Fact Check name checked

In defending his claim, Fletcher referred to a previous article written by RMIT ABC Fact Check to bolster his case.

In response to an interview with Opposition Leader Anthony Albanese by ABC presenter Patricia Karvelas, he tweeted:

“No, @PatsKarvelas, you cannot ‘call them cuts for this purpose’. Per your brethren at @ABCFactCheck: ‘Fact Check deems that an adjustment to future spending does not represent a “cut” when the overall level of spending continues to rise.'”

Fact Check has made clear its position on this issue of “cuts” over the years in a number of different pieces of work. In 2018, economics and finance editor Josh Gordon wrote about health spending:

“This is a simple function of demography and economics: as the population continues to swell, as we age, and as prices go up, so too does the level of spending required just to keep pace. Spending ever more is nothing to crow about if it’s just about maintaining existing standards.

“Take health care, for example. If the cost of providing a service such as health care is rising more rapidly than government spending on that service, spending in real terms would have fallen. This would not be a good outcome for the public, even with record funding.”
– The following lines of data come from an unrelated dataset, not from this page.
//! Phone number type.

use core::fmt;

use serde::{Deserialize, Serialize};

/// Errors that can occur when parsing a [`PhoneNumber`].
#[derive(thiserror::Error, Debug, Clone, PartialEq, Eq)]
pub enum PhoneNumberError {
    #[error("phone number cannot be empty")]
    Empty,
    #[error("phone number may only contain digits after the country code")]
    InvalidCharacter,
    #[error("phone number must have between {min} and {max} digits")]
    InvalidLength { min: usize, max: usize },
    #[error("country code must look like +234")]
    InvalidCountryCode,
}

/// A phone number in international (`+<digits>`) form.
///
/// Users register with a local number; [`PhoneNumber::with_country_code`]
/// prepends the configured dialing prefix. Spaces, dashes and parentheses
/// are ignored on input.
///
/// ```
/// use lasu_mart_core::PhoneNumber;
///
/// let local = PhoneNumber::with_country_code("0803 123 4567", "+234").unwrap();
/// assert_eq!(local.as_str(), "+2348031234567");
///
/// let intl = PhoneNumber::with_country_code("+447700900123", "+234").unwrap();
/// assert_eq!(intl.as_str(), "+447700900123");
/// ```
#[derive(Debug, Clone, Serialize, Deserialize, PartialEq, Eq, Hash)]
#[serde(transparent)]
pub struct PhoneNumber(String);

impl PhoneNumber {
    /// Minimum digits in a full international number.
    pub const MIN_DIGITS: usize = 7;
    /// Maximum digits allowed by E.164.
    pub const MAX_DIGITS: usize = 15;

    /// Parse a number that already carries its `+` country prefix.
    ///
    /// # Errors
    ///
    /// Returns an error if the number is empty, contains non-digits, or has
    /// an implausible number of digits.
    pub fn parse(s: &str) -> Result<Self, PhoneNumberError> {
        let cleaned = strip_formatting(s);
        let digits = cleaned
            .strip_prefix('+')
            .ok_or(PhoneNumberError::InvalidCountryCode)?;
        Self::from_digits(digits)
    }

    /// Build a full number from user input, prepending `country_code` unless
    /// the input is already international. A single trunk `0` is dropped.
    ///
    /// # Errors
    ///
    /// Returns an error if the country code is malformed or the resulting
    /// number fails [`PhoneNumber::parse`] rules.
    pub fn with_country_code(input: &str, country_code: &str) -> Result<Self, PhoneNumberError> {
        let cleaned = strip_formatting(input);
        if cleaned.is_empty() {
            return Err(PhoneNumberError::Empty);
        }
        if let Some(digits) = cleaned.strip_prefix('+') {
            return Self::from_digits(digits);
        }

        let prefix = country_code
            .strip_prefix('+')
            .filter(|p| !p.is_empty() && p.chars().all(|c| c.is_ascii_digit()))
            .ok_or(PhoneNumberError::InvalidCountryCode)?;
        let national = cleaned.strip_prefix('0').unwrap_or(&cleaned);

        Self::from_digits(&format!("{prefix}{national}"))
    }

    fn from_digits(digits: &str) -> Result<Self, PhoneNumberError> {
        if digits.is_empty() {
            return Err(PhoneNumberError::Empty);
        }
        if !digits.chars().all(|c| c.is_ascii_digit()) {
            return Err(PhoneNumberError::InvalidCharacter);
        }
        if !(Self::MIN_DIGITS..=Self::MAX_DIGITS).contains(&digits.len()) {
            return Err(PhoneNumberError::InvalidLength {
                min: Self::MIN_DIGITS,
                max: Self::MAX_DIGITS,
            });
        }
        Ok(Self(format!("+{digits}")))
    }

    /// Returns the number as a string slice.
    #[must_use]
    pub fn as_str(&self) -> &str {
        &self.0
    }

    /// Consumes the number and returns the inner string.
    #[must_use]
    pub fn into_inner(self) -> String {
        self.0
    }
}

fn strip_formatting(s: &str) -> String {
    s.chars()
        .filter(|c| !matches!(c, ' ' | '-' | '(' | ')' | '.'))
        .collect()
}

impl fmt::Display for PhoneNumber {
    fn fmt(&self, f: &mut fmt::Formatter<'_>) -> fmt::Result {
        f.write_str(&self.0)
    }
}

impl AsRef<str> for PhoneNumber {
    fn as_ref(&self) -> &str {
        &self.0
    }
}

#[cfg(feature = "postgres")]
impl sqlx::Type<sqlx::Postgres> for PhoneNumber {
    fn type_info() -> sqlx::postgres::PgTypeInfo {
        <String as sqlx::Type<sqlx::Postgres>>::type_info()
    }

    fn compatible(ty: &sqlx::postgres::PgTypeInfo) -> bool {
        <String as sqlx::Type<sqlx::Postgres>>::compatible(ty)
    }
}

#[cfg(feature = "postgres")]
impl<'r> sqlx::Decode<'r, sqlx::Postgres> for PhoneNumber {
    fn decode(value: sqlx::postgres::PgValueRef<'r>) -> Result<Self, sqlx::error::BoxDynError> {
        let s = <String as sqlx::Decode<sqlx::Postgres>>::decode(value)?;
        Ok(Self(s))
    }
}

#[cfg(feature = "postgres")]
impl sqlx::Encode<'_, sqlx::Postgres> for PhoneNumber {
    fn encode_by_ref(
        &self,
        buf: &mut sqlx::postgres::PgArgumentBuffer,
    ) -> Result<sqlx::encode::IsNull, sqlx::error::BoxDynError> {
        <String as sqlx::Encode<sqlx::Postgres>>::encode_by_ref(&self.0, buf)
    }
}

#[cfg(test)]
#[allow(clippy::unwrap_used)]
mod tests {
    use super::*;

    #[test]
    fn test_prepends_country_code() {
        let phone = PhoneNumber::with_country_code("8031234567", "+234").unwrap();
        assert_eq!(phone.as_str(), "+2348031234567");
    }

    #[test]
    fn test_drops_trunk_zero() {
        let phone = PhoneNumber::with_country_code("08031234567", "+234").unwrap();
        assert_eq!(phone.as_str(), "+2348031234567");
    }

    #[test]
    fn test_keeps_international_input() {
        let phone = PhoneNumber::with_country_code("+1 (415) 555-0100", "+234").unwrap();
        assert_eq!(phone.as_str(), "+14155550100");
    }

    #[test]
    fn test_rejects_letters() {
        assert_eq!(
            PhoneNumber::with_country_code("0803abc4567", "+234"),
            Err(PhoneNumberError::InvalidCharacter)
        );
    }

    #[test]
    fn test_rejects_bad_country_code() {
        assert_eq!(
            PhoneNumber::with_country_code("8031234567", "234"),
            Err(PhoneNumberError::InvalidCountryCode)
        );
    }

    #[test]
    fn test_rejects_too_short() {
        assert!(matches!(
            PhoneNumber::parse("+1234"),
            Err(PhoneNumberError::InvalidLength { .. })
        ));
    }

    #[test]
    fn test_parse_requires_plus() {
        assert_eq!(
            PhoneNumber::parse("2348031234567"),
            Err(PhoneNumberError::InvalidCountryCode)
        );
        assert!(PhoneNumber::parse("+2348031234567").is_ok());
    }

    #[test]
    fn test_empty() {
        assert_eq!(
            PhoneNumber::with_country_code(" - ", "+234"),
            Err(PhoneNumberError::Empty)
        );
    }
}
In the article to which the minister refers, Fact Check found then opposition leader Bill Shorten’s claim that Morrison cut $1.2 billion from the aged care budget was misleading.

This is because the overall level of Commonwealth funding for aged care continued to rise year-on-year in nominal terms, in real terms, and as a dollar amount per aged care resident per day.

ABC funding, however, does not meet these criteria, as it decreases year-on-year in real terms. It therefore can be, and should be, referred to as a cut.